Nearly two-thirds of all opioid-related overdoses also include other drugs; within that two-thirds, there are certain combinations of opioids and other drugs that up an individual's chance of overdose by five times, according to a recent study published in JAMA.

The common class of drug that incites more overdoses when paired with an opioid is the benzodiazepine family. Often called 'benzos,' these drugs are prescribed to alleviate anxiety.

The study examined data collected from more than 71,000 Medicare Part D beneficiaries.

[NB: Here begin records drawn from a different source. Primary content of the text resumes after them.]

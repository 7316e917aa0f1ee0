// src/core/simplify.rs
//! Canonicalizing simplifier.
//!
//! Expressions are rewritten as a ratio of multivariate polynomials with
//! exact rational coefficients over an atom basis: bare symbols plus opaque
//! subtrees (function calls, symbolic powers). Two reduction rules keep the
//! curvature chain honest:
//!   cos(u)^2  -> 1 - sin(u)^2
//!   sqrt(u)^2 -> u            (when u itself is polynomial)
//! Zero detection is therefore exact for the metrics this pipeline targets,
//! and rebuilding from the canonical form is deterministic, which makes the
//! whole pass idempotent.
//!
//! Every canonicalization step checks the per-request deadline; an expired
//! budget fails with `SimplificationTimeout` instead of handing an
//! unsimplified value forward as if it were final.

use std::collections::BTreeMap;
use std::time::{Duration, Instant};

use crate::core::error::CoreError;
use crate::core::expr::{Expr, Func};

/* ── Exact rational coefficients ─────────────────────────── */

#[derive(Debug, Clone, Copy, PartialEq, Eq, PartialOrd, Ord)]
pub(crate) struct Ratio {
    num: i128,
    den: i128, // always > 0, gcd(num, den) == 1
}

fn gcd(mut a: i128, mut b: i128) -> i128 {
    a = a.abs();
    b = b.abs();
    while b != 0 {
        let t = a % b;
        a = b;
        b = t;
    }
    a.max(1)
}

impl Ratio {
    const ZERO: Ratio = Ratio { num: 0, den: 1 };
    const ONE: Ratio = Ratio { num: 1, den: 1 };

    fn new(num: i128, den: i128) -> Option<Ratio> {
        if den == 0 {
            return None;
        }
        let sign = if den < 0 { -1 } else { 1 };
        let g = gcd(num, den);
        Some(Ratio { num: sign * num / g, den: (den / g).abs() })
    }

    fn is_zero(&self) -> bool {
        self.num == 0
    }

    fn checked_add(&self, other: &Ratio) -> Option<Ratio> {
        let num = self
            .num
            .checked_mul(other.den)?
            .checked_add(other.num.checked_mul(self.den)?)?;
        Ratio::new(num, self.den.checked_mul(other.den)?)
    }

    fn checked_mul(&self, other: &Ratio) -> Option<Ratio> {
        Ratio::new(self.num.checked_mul(other.num)?, self.den.checked_mul(other.den)?)
    }

    fn checked_div(&self, other: &Ratio) -> Option<Ratio> {
        if other.num == 0 {
            return None;
        }
        Ratio::new(self.num.checked_mul(other.den)?, self.den.checked_mul(other.num)?)
    }

    fn neg(&self) -> Ratio {
        Ratio { num: -self.num, den: self.den }
    }

    fn recip(&self) -> Option<Ratio> {
        Ratio::new(self.den, self.num)
    }

    /// Best small-denominator rational for a parsed literal, by continued
    /// fractions. Values that cannot be pinned down exactly enough stay
    /// opaque to the canonicalizer.
    fn from_f64(v: f64) -> Option<Ratio> {
        if !v.is_finite() {
            return None;
        }
        if v == 0.0 {
            return Some(Ratio::ZERO);
        }
        if v.fract() == 0.0 && v.abs() < 9.0e15 {
            return Ratio::new(v as i128, 1);
        }
        let negative = v < 0.0;
        let mut x = v.abs();
        let (mut h0, mut h1, mut k0, mut k1) = (0i128, 1i128, 1i128, 0i128);
        for _ in 0..40 {
            let a = x.floor();
            if a > 1.0e18 {
                break;
            }
            let ai = a as i128;
            let h2 = ai.checked_mul(h1)?.checked_add(h0)?;
            let k2 = ai.checked_mul(k1)?.checked_add(k0)?;
            if k2 > 1_000_000_000 {
                break;
            }
            h0 = h1;
            h1 = h2;
            k0 = k1;
            k1 = k2;
            let approx = h1 as f64 / k1 as f64;
            if (approx - v.abs()).abs() <= 1e-12 * v.abs() {
                let num = if negative { -h1 } else { h1 };
                return Ratio::new(num, k1);
            }
            let frac = x - a;
            if frac.abs() < 1e-15 {
                break;
            }
            x = 1.0 / frac;
        }
        None
    }

    fn to_f64(self) -> f64 {
        self.num as f64 / self.den as f64
    }
}
impl Expr {
    pub fn num(value: f64) -> Expr {
        Expr::Constant(value)
    }

    pub fn sym(name: impl Into<String>) -> Expr {
        Expr::Symbol(name.into())
    }

    pub fn zero() -> Expr {
        Expr::Constant(0.0)
    }

    pub fn one() -> Expr {
        Expr::Constant(1.0)
    }

    pub fn is_zero(&self) -> bool {
        matches!(self, Expr::Constant(v) if *v == 0.0)
    }

    pub fn is_one(&self) -> bool {
        matches!(self, Expr::Constant(v) if *v == 1.0)
    }

    // Smart constructors fold the trivial cases so unsimplified pipelines
    // still produce readable output; real canonicalization lives in
    // core::simplify.

    pub fn add(lhs: Expr, rhs: Expr) -> Expr {
        match (lhs, rhs) {
            (Expr::Constant(a), Expr::Constant(b)) => Expr::Constant(a + b),
            (l, r) if l.is_zero() => r,
            (l, r) if r.is_zero() => l,
            (l, r) => Expr::Add(Box::new(l), Box::new(r)),
        }
    }

    pub fn sub(lhs: Expr, rhs: Expr) -> Expr {
        match (lhs, rhs) {
            (Expr::Constant(a), Expr::Constant(b)) => Expr::Constant(a - b),
            (l, r) if r.is_zero() => l,
            (l, r) if l.is_zero() => Expr::neg(r),
            (l, r) => Expr::Sub(Box::new(l), Box::new(r)),
        }
    }

    pub fn mul(lhs: Expr, rhs: Expr) -> Expr {
        match (lhs, rhs) {
            (Expr::Constant(a), Expr::Constant(b)) => Expr::Constant(a * b),
            (l, r) if l.is_zero() || r.is_zero() => Expr::zero(),
            (l, r) if l.is_one() => r,
            (l, r) if r.is_one() => l,
            (l, r) => Expr::Mul(Box::new(l), Box::new(r)),
        }
    }

    pub fn div(num: Expr, den: Expr) -> Expr {
        match (num, den) {
            (n, d) if d.is_one() => n,
            (n, d) if n.is_zero() && !d.is_zero() => Expr::zero(),
            (Expr::Constant(a), Expr::Constant(b)) if b != 0.0 => Expr::Constant(a / b),
            (n, d) => Expr::Div(Box::new(n), Box::new(d)),
        }
    }

    pub fn pow(base: Expr, exponent: Expr) -> Expr {
        match (base, exponent) {
            (b, e) if e.is_one() => b,
            (b, e) if e.is_zero() && !b.is_zero() => Expr::one(),
            (Expr::Constant(a), Expr::Constant(b)) => Expr::Constant(a.powf(b)),
            (b, e) => Expr::Pow(Box::new(b), Box::new(e)),
        }
    }

    pub fn neg(expr: Expr) -> Expr {
        match expr {
            Expr::Constant(v) => Expr::Constant(-v),
            Expr::Neg(inner) => *inner,
            e => Expr::Neg(Box::new(e)),
        }
    }

    pub fn call(func: Func, arg: Expr) -> Expr {
        Expr::Call(func, Box::new(arg))
    }

    pub fn sqrt(arg: Expr) -> Expr {
        Expr::call(Func::Sqrt, arg)
    }

    /// Partial derivative with respect to `var`.
    pub fn diff(&self, var: &str) -> Expr {
        match self {
            Expr::Constant(_) => Expr::zero(),
            Expr::Symbol(name) => {
                if name == var {
                    Expr::one()
                } else {
                    Expr::zero()
                }
            }
            Expr::Add(lhs, rhs) => Expr::add(lhs.diff(var), rhs.diff(var)),
            Expr::Sub(lhs, rhs) => Expr::sub(lhs.diff(var), rhs.diff(var)),
            Expr::Mul(lhs, rhs) => Expr::add(
                Expr::mul((**lhs).clone(), rhs.diff(var)),
                Expr::mul(lhs.diff(var), (**rhs).clone()),
            ),
            Expr::Div(num, den) => Expr::div(
                Expr::sub(
                    Expr::mul(num.diff(var), (**den).clone()),
                    Expr::mul((**num).clone(), den.diff(var)),
                ),
                Expr::pow((**den).clone(), Expr::num(2.0)),
            ),
            Expr::Pow(base, exponent) => {
                if exponent.free_symbols().is_empty() {
                    // d(b^c) = c * b^(c-1) * b'
                    Expr::mul(
                        Expr::mul(
                            (**exponent).clone(),
                            Expr::pow(
                                (**base).clone(),
                                Expr::sub((**exponent).clone(), Expr::one()),
                            ),
                        ),
                        base.diff(var),
                    )
                } else {
                    // d(b^e) = b^e * (e' ln b + e b'/b)
                    Expr::mul(
                        self.clone(),
                        Expr::add(
                            Expr::mul(exponent.diff(var), Expr::call(Func::Ln, (**base).clone())),
                            Expr::div(
                                Expr::mul((**exponent).clone(), base.diff(var)),
                                (**base).clone(),
                            ),
                        ),
                    )
                }
            }
            Expr::Neg(inner) => Expr::neg(inner.diff(var)),
            Expr::Call(func, arg) => {
                let u = (**arg).clone();
                let du = arg.diff(var);
                let outer = match func {
                    Func::Sin => Expr::call(Func::Cos, u),
                    Func::Cos => Expr::neg(Expr::call(Func::Sin, u)),
                    Func::Tan => {
                        return Expr::div(du, Expr::pow(Expr::call(Func::Cos, u), Expr::num(2.0)));
                    }
                    Func::Exp => Expr::call(Func::Exp, u),
                    Func::Ln => return Expr::div(du, u),
                    Func::Sqrt => {
                        return Expr::div(du, Expr::mul(Expr::num(2.0), Expr::sqrt(u)));
                    }
                };
                Expr::mul(outer, du)
            }
        }
    }

    /// Replaces symbols by expressions. Symbols absent from the map are
    /// left untouched.
    pub fn substitute(&self, map: &HashMap<String, Expr>) -> Expr {
        match self {
            Expr::Constant(_) => self.clone(),
            Expr::Symbol(name) => map.get(name).cloned().unwrap_or_else(|| self.clone()),
            Expr::Add(l, r) => Expr::add(l.substitute(map), r.substitute(map)),
            Expr::Sub(l, r) => Expr::sub(l.substitute(map), r.substitute(map)),
            Expr::Mul(l, r) => Expr::mul(l.substitute(map), r.substitute(map)),
            Expr::Div(l, r) => Expr::div(l.substitute(map), r.substitute(map)),
            Expr::Pow(l, r) => Expr::pow(l.substitute(map), r.substitute(map)),
            Expr::Neg(inner) => Expr::neg(inner.substitute(map)),
            Expr::Call(func, arg) => Expr::call(*func, arg.substitute(map)),
        }
    }

    /// Convenience wrapper for numeric parameter substitution.
    pub fn substitute_values(&self, values: &HashMap<String, f64>) -> Expr {
        let map: HashMap<String, Expr> = values
            .iter()
            .map(|(name, v)| (name.clone(), Expr::num(*v)))
            .collect();
        self.substitute(&map)
    }

    /// Numeric evaluation. `pi` is always in scope.
    pub fn evaluate(&self, vars: &HashMap<String, f64>) -> Result<f64, EvalError> {
        let v = match self {
            Expr::Constant(value) => *value,
            Expr::Symbol(name) => match vars.get(name) {
                Some(value) => *value,
                None if name == "pi" => std::f64::consts::PI,
                None => return Err(EvalError::UnknownSymbol(name.clone())),
            },
            Expr::Add(l, r) => l.evaluate(vars)? + r.evaluate(vars)?,
            Expr::Sub(l, r) => l.evaluate(vars)? - r.evaluate(vars)?,
            Expr::Mul(l, r) => l.evaluate(vars)? * r.evaluate(vars)?,
            Expr::Div(l, r) => {
                let den = r.evaluate(vars)?;
                if den == 0.0 || den.abs() < 1e-150 {
                    return Err(EvalError::DivisionByZero);
                }
                l.evaluate(vars)? / den
            }
            Expr::Pow(b, e) => {
                let base = b.evaluate(vars)?;
                let exponent = e.evaluate(vars)?;
                base.powf(exponent)
            }
            Expr::Neg(inner) => -inner.evaluate(vars)?,
            Expr::Call(func, arg) => {
                let x = arg.evaluate(vars)?;
                match func {
                    Func::Sin => x.sin(),
                    Func::Cos => x.cos(),
                    Func::Tan => x.tan(),
                    Func::Exp => x.exp(),
                    Func::Ln => {
                        if x <= 0.0 {
                            return Err(EvalError::DomainFault("ln"));
                        }
                        x.ln()
                    }
                    Func::Sqrt => {
                        if x < 0.0 {
                            return Err(EvalError::DomainFault("sqrt"));
                        }
                        x.sqrt()
                    }
                }
            }
        };
        if v.is_finite() {
            Ok(v)
        } else {
            Err(EvalError::NonFinite)
        }
    }

    pub fn free_symbols(&self) -> BTreeSet<String> {
        let mut out = BTreeSet::new();
        self.collect_symbols(&mut out);
        out
    }

    fn collect_symbols(&self, out: &mut BTreeSet<String>) {
        match self {
            Expr::Constant(_) => {}
            Expr::Symbol(name) => {
                out.insert(name.clone());
            }
            Expr::Add(l, r)
            | Expr::Sub(l, r)
            | Expr::Mul(l, r)
            | Expr::Div(l, r)
            | Expr::Pow(l, r) => {
                l.collect_symbols(out);
                r.collect_symbols(out);
            }
            Expr::Neg(inner) => inner.collect_symbols(out),
            Expr::Call(_, arg) => arg.collect_symbols(out),
        }
    }

    fn precedence(&self) -> u8 {
        match self {
            Expr::Add(..) | Expr::Sub(..) => 1,
            Expr::Mul(..) | Expr::Div(..) => 2,
            Expr::Neg(..) => 3,
            Expr::Pow(..) => 4,
            _ => 5,
        }
    }

    fn fmt_child(&self, child: &Expr, f: &mut fmt::Formatter<'_>, tight: bool) -> fmt::Result {
        let need_parens = child.precedence() < self.precedence()
            || (tight && child.precedence() == self.precedence());
        if need_parens {
            write!(f, "({})", child)
        } else {
            write!(f, "{}", child)
        }
    }

    /// LaTeX rendering for display layers.
    pub fn to_latex(&self) -> String {
        match self {
            Expr::Constant(v) => {
                if v.fract() == 0.0 && v.abs() < 1e15 {
                    format!("{}", *v as i64)
                } else {
                    format!("{}", v)
                }
            }
            Expr::Symbol(name) => match name.as_str() {
                "theta" => r"\theta".into(),
                "phi" => r"\phi".into(),
                "pi" => r"\pi".into(),
                "rho" => r"\rho".into(),
                _ => name.clone(),
            },
            Expr::Add(l, r) => format!("{} + {}", l.to_latex(), r.to_latex()),
            Expr::Sub(l, r) => {
                let rhs = if r.precedence() <= 1 {
                    format!("\\left({}\\right)", r.to_latex())
                } else {
                    r.to_latex()
                };
                format!("{} - {}", l.to_latex(), rhs)
            }
            Expr::Mul(l, r) => {
                let lhs = if l.precedence() < 2 {
                    format!("\\left({}\\right)", l.to_latex())
                } else {
                    l.to_latex()
                };
                let rhs = if r.precedence() < 2 {
                    format!("\\left({}\\right)", r.to_latex())
                } else {
                    r.to_latex()
                };
                format!("{} {}", lhs, rhs)
            }
            Expr::Div(l, r) => format!("\\frac{{{}}}{{{}}}", l.to_latex(), r.to_latex()),
            Expr::Pow(b, e) => {
                let base = if b.precedence() < 5 {
                    format!("\\left({}\\right)", b.to_latex())
                } else {
                    b.to_latex()
                };
                format!("{}^{{{}}}", base, e.to_latex())
            }
            Expr::Neg(inner) => {
                if inner.precedence() <= 1 {
                    format!("-\\left({}\\right)", inner.to_latex())
                } else {
                    format!("-{}", inner.to_latex())
                }
            }
            Expr::Call(Func::Sqrt, arg) => format!("\\sqrt{{{}}}", arg.to_latex()),
            Expr::Call(func, arg) => {
                format!("\\{}\\left({}\\right)", func.name(), arg.to_latex())
            }
        }
    }
}
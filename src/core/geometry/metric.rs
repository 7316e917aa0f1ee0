// src/core/geometry/metric.rs
//! Metric construction: parse the component grid, check the determinant,
//! invert symbolically.

use crate::core::error::CoreError;
use crate::core::expr::Expr;
use crate::core::parser::parse_expression;
use crate::core::simplify::ZeroCheck;
use crate::core::tensor::{CoordinateBasis, Tensor};

use super::PipelineContext;

/// The metric tensor g_ab with its inverse g^ab over a fixed basis.
#[derive(Debug, Clone)]
pub struct Metric {
    basis: CoordinateBasis,
    g: Tensor,
    g_inv: Tensor,
}

impl Metric {
    /// Parses an N x N grid of component strings over the named
    /// coordinates. Unknown identifiers in the components become free
    /// parameter symbols.
    pub fn parse(
        coord_names: &[String],
        components: &[Vec<String>],
        ctx: &mut PipelineContext,
    ) -> Result<Metric, CoreError> {
        let basis = CoordinateBasis::new(coord_names.to_vec())?;
        let n = basis.dim();
        if components.len() != n {
            return Err(CoreError::dimension_mismatch(format!(
                "metric grid has {} rows for a {}-coordinate basis",
                components.len(),
                n
            )));
        }
        let mut rows = Vec::with_capacity(n);
        for row in components {
            if row.len() != n {
                return Err(CoreError::dimension_mismatch(format!(
                    "metric row has {} entries, expected {}",
                    row.len(),
                    n
                )));
            }
            let mut parsed = Vec::with_capacity(n);
            for text in row {
                parsed.push(parse_expression(text)?);
            }
            rows.push(parsed);
        }
        Metric::new(basis, rows, ctx)
    }

    /// Builds a metric from already-parsed expressions.
    pub fn new(
        basis: CoordinateBasis,
        components: Vec<Vec<Expr>>,
        ctx: &mut PipelineContext,
    ) -> Result<Metric, CoreError> {
        let n = basis.dim();
        if components.len() != n || components.iter().any(|row| row.len() != n) {
            return Err(CoreError::dimension_mismatch(format!(
                "metric components must form a {0}x{0} grid",
                n
            )));
        }

        // symmetry is checked but not enforced: exploratory non-symmetric
        // metrics stay expressible
        for a in 0..n {
            for b in (a + 1)..n {
                let diff = Expr::sub(components[a][b].clone(), components[b][a].clone());
                if ctx.simplifier.check_zero(&diff)? != ZeroCheck::Zero {
                    ctx.trace.warn(
                        "metric",
                        format!("metric is not symmetric: g[{a}][{b}] != g[{b}][{a}]"),
                    );
                }
            }
        }

        let det = determinant(&components);
        if ctx.simplifier.check_zero(&det)? == ZeroCheck::Zero {
            return Err(CoreError::singular_metric(
                "determinant is symbolically zero, metric cannot be inverted",
            ));
        }
        ctx.trace.debug("metric", format!("det(g) = {}", det));

        // inverse via adjugate: g^ab = cofactor(b, a) / det
        let mut inverse_rows = Vec::with_capacity(n);
        for a in 0..n {
            let mut row = Vec::with_capacity(n);
            for b in 0..n {
                let entry = Expr::div(cofactor(&components, b, a), det.clone());
                row.push(ctx.simplifier.simplify(&entry)?);
            }
            inverse_rows.push(row);
        }

        let g = Tensor::from_rank2(components)?;
        let g_inv = Tensor::from_rank2(inverse_rows)?;
        ctx.trace.info(
            "metric",
            format!("built {n}x{n} metric, {} nonzero components", g.nonzero_count()),
        );
        Ok(Metric { basis, g, g_inv })
    }

    pub fn basis(&self) -> &CoordinateBasis {
        &self.basis
    }

    pub fn dim(&self) -> usize {
        self.basis.dim()
    }

    pub fn g(&self) -> &Tensor {
        &self.g
    }

    pub fn inverse(&self) -> &Tensor {
        &self.g_inv
    }

    pub fn component(&self, a: usize, b: usize) -> &Expr {
        self.g.get(&[a, b])
    }
}

/// Laplace expansion along the first row. Fine for the N <= 4 grids this
/// pipeline sees.
fn determinant(m: &[Vec<Expr>]) -> Expr {
    let n = m.len();
    if n == 1 {
        return m[0][0].clone();
    }
    let mut det = Expr::zero();
    for (col, entry) in m[0].iter().enumerate() {
        if entry.is_zero() {
            continue;
        }
        let minor_det = determinant(&minor(m, 0, col));
        let term = Expr::mul(entry.clone(), minor_det);
        det = if col % 2 == 0 {
            Expr::add(det, term)
        } else {
            Expr::sub(det, term)
        };
    }
    det
}

fn cofactor(m: &[Vec<Expr>], row: usize, col: usize) -> Expr {
    let minor_det = determinant(&minor(m, row, col));
    if (row + col) % 2 == 0 {
        minor_det
    } else {
        Expr::neg(minor_det)
    }
}

fn minor(m: &[Vec<Expr>], row: usize, col: usize) -> Vec<Vec<Expr>> {
    m.iter()
        .enumerate()
        .filter(|(r, _)| *r != row)
        .map(|(_, entries)| {
            entries
                .iter()
                .enumerate()
                .filter(|(c, _)| *c != col)
                .map(|(_, e)| e.clone())
                .collect()
        })
        .collect()
}
// src/core/token.rs
#[derive(Debug, Clone, PartialEq)]
pub enum TokenKind {
    // Literals and names
    Identifier(String),
    NumberLiteral(f64),

    // Operators
    Plus,  // +
    Minus, // -
    Star,  // *
    Slash, // /
    Caret, // ^

    // Delimiters
    OpenParen,  // (
    CloseParen, // )
    Comma,      // ,

    // Special
    Eof,
}

#[derive(Debug, Clone)]
pub struct Token {
    pub kind: TokenKind,
    pub lexeme: String,
    pub line: usize,
    pub column: usize,
}
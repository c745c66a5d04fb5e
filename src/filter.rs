//! Term and category filtering over the record store.

use crate::record::ProjectRecord;

/// Category part of the criteria. `"all"` is the sentinel for no restriction.
#[derive(Debug, Clone, PartialEq, Eq, Default)]
pub enum CategoryFilter {
    #[default]
    All,
    Only(String),
}

impl CategoryFilter {
    /// Parse a selector value. Only `"all"` means `All`; any other value,
    /// the empty string included, must equal the record's category.
    pub fn parse(value: &str) -> Self {
        match value {
            "all" => CategoryFilter::All,
            other => CategoryFilter::Only(other.to_string()),
        }
    }

    fn admits(&self, category: &str) -> bool {
        match self {
            CategoryFilter::All => true,
            CategoryFilter::Only(c) => c == category,
        }
    }
}

/// Transient criteria derived from the filter controls.
#[derive(Debug, Clone, PartialEq, Eq, Default)]
pub struct FilterCriteria {
    pub term: String,
    pub category: CategoryFilter,
}

impl FilterCriteria {
    pub fn new(term: &str, category: &str) -> Self {
        Self {
            term: term.to_string(),
            category: CategoryFilter::parse(category),
        }
    }

    /// True when the record passes both the term and the category predicate.
    pub fn matches(&self, record: &ProjectRecord) -> bool {
        self.matches_term(record) && self.category.admits(&record.category)
    }

    fn matches_term(&self, record: &ProjectRecord) -> bool {
        if self.term.is_empty() {
            return true;
        }
        let term = self.term.to_lowercase();
        record.title.to_lowercase().contains(&term) || record.desc.to_lowercase().contains(&term)
    }
}

/// Stable filter: keeps the original order, never re-sorts.
pub fn filter(records: &[ProjectRecord], criteria: &FilterCriteria) -> Vec<ProjectRecord> {
    records.iter().filter(|r| criteria.matches(r)).cloned().collect()
}
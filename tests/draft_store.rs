//! Draft persistence through the contact page and directly against stores

use bcult_site::dom::{MemoryPage, PageLayout};
use bcult_site::storage::{FileStore, KeyValueStore, MemoryStore, StorageKeys};
use bcult_site::{DraftRecord, DraftStore, Site, SiteConfig, UiEvent};

fn sample() -> DraftRecord {
    DraftRecord {
        name: "Ada".into(),
        email: "ada@example.com".into(),
        message: "Book a fitting".into(),
        newsletter: true,
    }
}

#[test]
fn save_then_load_returns_the_same_fields() {
    let mut store = MemoryStore::new();
    let mut drafts = DraftStore::new(&mut store, "bcult-draft");
    drafts.save(&sample()).unwrap();
    assert_eq!(drafts.load(), Some(sample()));
}

#[test]
fn clear_then_load_is_empty() {
    let mut store = MemoryStore::new();
    let mut drafts = DraftStore::new(&mut store, "bcult-draft");
    drafts.save(&sample()).unwrap();
    drafts.clear().unwrap();
    assert_eq!(drafts.load(), None);
    drafts.clear().unwrap();
}

#[test]
fn draft_is_stored_as_plain_json_object() {
    let mut store = MemoryStore::new();
    DraftStore::new(&mut store, "bcult-draft").save(&sample()).unwrap();
    let raw = store.get("bcult-draft").unwrap().unwrap();
    let value: serde_json::Value = serde_json::from_str(&raw).unwrap();
    assert_eq!(value["email"], "ada@example.com");
    assert_eq!(value["newsletter"], true);
}

#[test]
fn malformed_or_partial_drafts() {
    let mut store = MemoryStore::new();
    store.set("bcult-draft", "{oops").unwrap();
    assert_eq!(DraftStore::new(&mut store, "bcult-draft").load(), None);

    store.set("bcult-draft", r#"{"name":"Ada"}"#).unwrap();
    let draft = DraftStore::new(&mut store, "bcult-draft").load().unwrap();
    assert_eq!(draft.name, "Ada");
    assert!(draft.email.is_empty());
    assert!(!draft.newsletter);
}

#[test]
fn page_buttons_save_restore_and_clear() {
    let page = MemoryPage::new(PageLayout::contact());
    page.type_into("name", "Ada");
    page.type_into("message", "Hello");
    page.set_checked("newsletter", true);

    let mut site = Site::new(SiteConfig::default(), page.capabilities(), Box::new(MemoryStore::new()), None);
    site.dispatch(UiEvent::SaveDraft);
    let saved = site.stored_draft().unwrap();
    assert_eq!(saved.name, "Ada");
    assert!(saved.newsletter);
    assert_eq!(page.snapshot().status.unwrap().text, "Draft Saved to Memory.");

    site.dispatch(UiEvent::ClearDraft);
    assert_eq!(site.stored_draft(), None);
    let snap = page.snapshot();
    assert_eq!(snap.field("name").unwrap().value, "");
    assert!(!snap.field("newsletter").unwrap().checked);
    assert_eq!(snap.status.unwrap().text, "Memory Wiped.");
}

#[test]
fn saved_draft_is_loaded_on_next_visit() -> anyhow::Result<()> {
    let dir = tempfile::tempdir()?;
    let path = dir.path().join("storage.json");
    let keys = StorageKeys::new("bcult");

    let mut store = FileStore::open(&path);
    DraftStore::new(&mut store, &keys.draft).save(&sample())?;

    let page = MemoryPage::new(PageLayout::contact());
    let _site = Site::new(SiteConfig::default(), page.capabilities(), Box::new(FileStore::open(&path)), None);
    let snap = page.snapshot();
    assert_eq!(snap.field("name").unwrap().value, "Ada");
    assert_eq!(snap.field("email").unwrap().value, "ada@example.com");
    assert!(snap.field("newsletter").unwrap().checked);
    Ok(())
}

#[test]
fn quota_failure_keeps_the_page_usable() {
    let page = MemoryPage::new(PageLayout::contact());
    page.type_into("message", &"x".repeat(64));
    let mut site = Site::new(
        SiteConfig::default(),
        page.capabilities(),
        Box::new(MemoryStore::with_quota(16)),
        None,
    );
    site.dispatch(UiEvent::SaveDraft);
    assert_eq!(site.stored_draft(), None);
    assert!(page.snapshot().status.is_none());
    assert_eq!(page.snapshot().field("message").unwrap().value.len(), 64);
}

#[test]
fn missing_draft_buttons_disable_the_feature() {
    let layout = PageLayout { save_draft: false, ..PageLayout::contact() };
    let page = MemoryPage::new(layout);
    page.type_into("name", "Ada");
    let mut site = Site::new(SiteConfig::default(), page.capabilities(), Box::new(MemoryStore::new()), None);
    site.dispatch(UiEvent::SaveDraft);
    assert_eq!(site.stored_draft(), None);
}

#[test]
fn custom_prefix_namespaces_the_key() {
    let dir = tempfile::tempdir().unwrap();
    let path = dir.path().join("storage.json");
    let page = MemoryPage::new(PageLayout::contact());
    page.type_into("name", "Ada");
    let config = SiteConfig { storage_prefix: "studio".into(), ..Default::default() };
    let mut site = Site::new(config, page.capabilities(), Box::new(FileStore::open(&path)), None);
    site.dispatch(UiEvent::SaveDraft);

    let store = FileStore::open(&path);
    assert!(store.get("studio-draft").unwrap().is_some());
    assert!(store.get("bcult-draft").unwrap().is_none());
}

Data illustrated simultaneous use of opioids and benzos influences overdose risk over time, specifically during the first 90 days of use.

"Patients who must be prescribed both an opioid and a benzodiazepine should be closely monitored by health care professionals due to an increased risk for overdose, particularly in the early days of this medication regimen," said Inmaculada Hernandez, PharmD, PhD, an assistant professor at the University of Pittsburgh School of Pharmacy, in a press release.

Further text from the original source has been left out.